Le gouvernement Legault compte sur Ottawa pour lui redonner le pouvoir « d'imposer des conditions » aux immigrants arrivant sur son territoire - comme la connaissance du français - pour l'obtention de leur statut de résidence permanente octroyé par le fédéral.

Le ministre de l'Immigration du Québec, Simon Jolin-Barrette, a déposé jeudi le projet de loi no. 9 « visant à accroître la prospérité socio-économique du Québec et à répondre adéquatement aux besoins du marché du travail pour une intégration réussie des personnes immigrantes ».  

Ce projet de loi décrète que « lorsque le ministre sélectionne un ressortissant étranger, il peut lui imposer des conditions qui affectent la résidence permanente conférée en vertu de la Loi sur l'immigration [fédérale] afin d'assurer, notamment [...] la satisfaction des besoins régionaux ou sectoriels de main-d'oeuvre [...] ou l'intégration linguistique, sociale ou économique du ressortissant étranger ».  

Or, pour ce faire, le gouvernement de Justin Trudeau doit modifier les règlements de sa propre loi sur l'immigration pour donner à Québec ce pouvoir. Selon M. Jolin-Barrette, la province avait cette capacité d'action jusqu'à la plus récente réforme libérale sur l'immigration datant du gouvernement libéral de Philippe Couillard.

À terme, si le fédéral accède à la demande de Québec, le gouvernement Legault souhaite notamment imposer la réussite d'un test de français et d'un test des connaissances des valeurs québécoises comme conditions, entre autres, au statut de résident permanent d'une personne immigrante.  

« Actuellement, il y a trop d'immigrants qui ne répondent pas aux besoins du marché du travail au Québec et il y a trop d'immigrants qui ne parlent pas français. [...] D'exiger la réussite d'un test de français, je pense qu'on se retrouve avec le meilleur des deux mondes. Les gens arrivent, [...] ils viennent ici, ils reçoivent des cours [de francisation] gratuitement et ils ont trois ans pour réussir un test de français (et un test de valeurs). C'est le meilleur parcours », a dit jeudi en mêlée de presse le premier ministre du Québec, François Legault.  

18 000 dossiers annulés 

Québec met aussi fin avec le projet de loi no. 9 à « toute demande [d'immigration] présentée [...] dans le cadre du Programme régulier des travailleurs qualifiés avant le 2 août 2018 ». Le ministère de l'Immigration avait accumulé plus de 18 000 dossiers non traités depuis des années.

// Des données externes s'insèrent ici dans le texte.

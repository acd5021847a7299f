//! Order Lifecycle Manager
//!
//! Create/update as an explicit ordered pipeline: validate items →
//! compute total → allocate number (create only) → persist. The total
//! is derived state; whatever the caller put in `total_amount` is
//! discarded here, and `order_number` can never be patched.

use crate::db::repository::{RepoError, order};
use crate::orders::{sequence, total};
use shared::models::{LineItem, Order, OrderCreate, OrderUpdate};
use sqlx::SqlitePool;
use thiserror::Error;

/// Lifecycle errors
#[derive(Debug, Error)]
pub enum OrderError {
    #[error("Validation failed: {0}")]
    Validation(String),

    #[error("Order number allocation failed: {0}")]
    Allocation(String),

    #[error(transparent)]
    Repo(#[from] RepoError),
}

fn validate_items(items: &[LineItem]) -> Result<(), OrderError> {
    for (index, item) in items.iter().enumerate() {
        if item.name.trim().is_empty() {
            return Err(OrderError::Validation(format!(
                "Item {index}: name must not be empty"
            )));
        }
        if item.quantity < 1 {
            return Err(OrderError::Validation(format!(
                "Item {index}: quantity must be at least 1"
            )));
        }
        if item.price < 0.0 {
            return Err(OrderError::Validation(format!(
                "Item {index}: price must not be negative"
            )));
        }
    }
    Ok(())
}

/// Create an order: the number is assigned exactly once, here.
pub async fn create(pool: &SqlitePool, data: OrderCreate) -> Result<Order, OrderError> {
    validate_items(&data.items)?;

    let total_amount = total::compute_total(&data.items);
    let order_number = sequence::allocate(pool)
        .await
        .map_err(|e| OrderError::Allocation(e.to_string()))?;

    let now = shared::util::now_millis();
    let order = Order {
        id: shared::util::snowflake_id(),
        order_number,
        customer_id: data.customer_id,
        items: data.items,
        total_amount,
        status: data.status.unwrap_or_default(),
        payment_status: data.payment_status.unwrap_or_default(),
        payment_method: data.payment_method,
        shipping_address: data.shipping_address,
        notes: data.notes,
        created_at: now,
        updated_at: now,
    };

    order::insert(pool, &order).await?;

    tracing::info!(
        order_number = %order.order_number,
        customer_id = order.customer_id,
        total = order.total_amount,
        "Order created"
    );
    Ok(order)
}

/// Apply a patch. Whenever the patch carries `items` — even an
/// identical list — the total is recomputed before persisting.
pub async fn update(pool: &SqlitePool, id: i64, data: OrderUpdate) -> Result<Order, OrderError> {
    if let Some(items) = data.items.as_deref() {
        validate_items(items)?;
    }
    let recomputed_total = data.items.as_deref().map(total::compute_total);

    let order = order::update(pool, id, &data, recomputed_total).await?;
    Ok(order)
}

Le ministre Simon Jolin-Barrette affirmait récemment que certains de ces 18 000 dossiers de candidatures s'étaient accumulés à son ministère depuis plus de dix ans. Cette situation compliquait notamment son travail pour accélérer la mise en oeuvre de son nouveau plan en immigration.  

Québec remboursera donc les droits payés par les quelque 18 000 demandeurs d'immigration pour ceux dont aucune décision de sélection n'était prise. Les personnes qui souhaitent toujours immigrer au Québec devront alors soumettre une déclaration d'intérêt auprès du ministère de l'Immigration, qui invitera à l'avenir ceux dont le profil économique correspond aux besoins du marché du travail au Québec pour qu'eux seuls entament le processus officiel d'immigration.  

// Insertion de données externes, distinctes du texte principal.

//! Order API Handlers

use axum::{
    Json,
    extract::{Path, Query, State},
};

use crate::core::ServerState;
use crate::db::repository::order;
use crate::orders::manager;
use crate::utils::{AppError, AppResult};
use shared::models::{Order, OrderCreate, OrderFilter, OrderUpdate};

/// GET /api/orders - list orders, newest first
pub async fn list(
    State(state): State<ServerState>,
    Query(filter): Query<OrderFilter>,
) -> AppResult<Json<Vec<Order>>> {
    let orders = order::find_all(&state.pool, &filter).await?;
    Ok(Json(orders))
}

/// GET /api/orders/:id - fetch a single order
pub async fn get_by_id(
    State(state): State<ServerState>,
    Path(id): Path<i64>,
) -> AppResult<Json<Order>> {
    let order = order::find_by_id(&state.pool, id)
        .await?
        .ok_or_else(|| AppError::not_found(format!("Order {id}")))?;
    Ok(Json(order))
}

/// POST /api/orders - create an order
pub async fn create(
    State(state): State<ServerState>,
    Json(payload): Json<OrderCreate>,
) -> AppResult<Json<Order>> {
    let order = manager::create(&state.pool, payload).await?;
    Ok(Json(order))
}

/// PUT /api/orders/:id - patch an order
pub async fn update(
    State(state): State<ServerState>,
    Path(id): Path<i64>,
    Json(payload): Json<OrderUpdate>,
) -> AppResult<Json<Order>> {
    let order = manager::update(&state.pool, id, payload).await?;
    Ok(Json(order))
}

/// DELETE /api/orders/:id - delete an order
pub async fn delete(
    State(state): State<ServerState>,
    Path(id): Path<i64>,
) -> AppResult<Json<bool>> {
    let result = order::delete(&state.pool, id).await?;
    Ok(Json(result))
}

Pour s'établir au Québec avec le Programme régulier des travailleurs qualifiés, un immigrant devra donc à l'avenir signaler son intérêt au ministère de l'Immigration, être invité à faire une demande d'immigration formelle, payer les droits exigés et voir son dossier examiné avant d'obtenir en fin de parcours son certificat de sélection du Québec (CSQ). Ce certificat est nécessaire pour appliquer auprès d'Ottawa afin d'obtenir la résidence permanente permettant de venir s'établir au Québec.  

Avec les nouvelles dispositions incluses dans le projet de loi du ministre Jolin-Barrette, Québec souhaite retrouver le pouvoir d'inclure des conditions (comme la connaissance du français et des valeurs québécoises, entre autres) qui seraient nécessaires à l'obtention du statut de résidence permanente octroyée par Ottawa.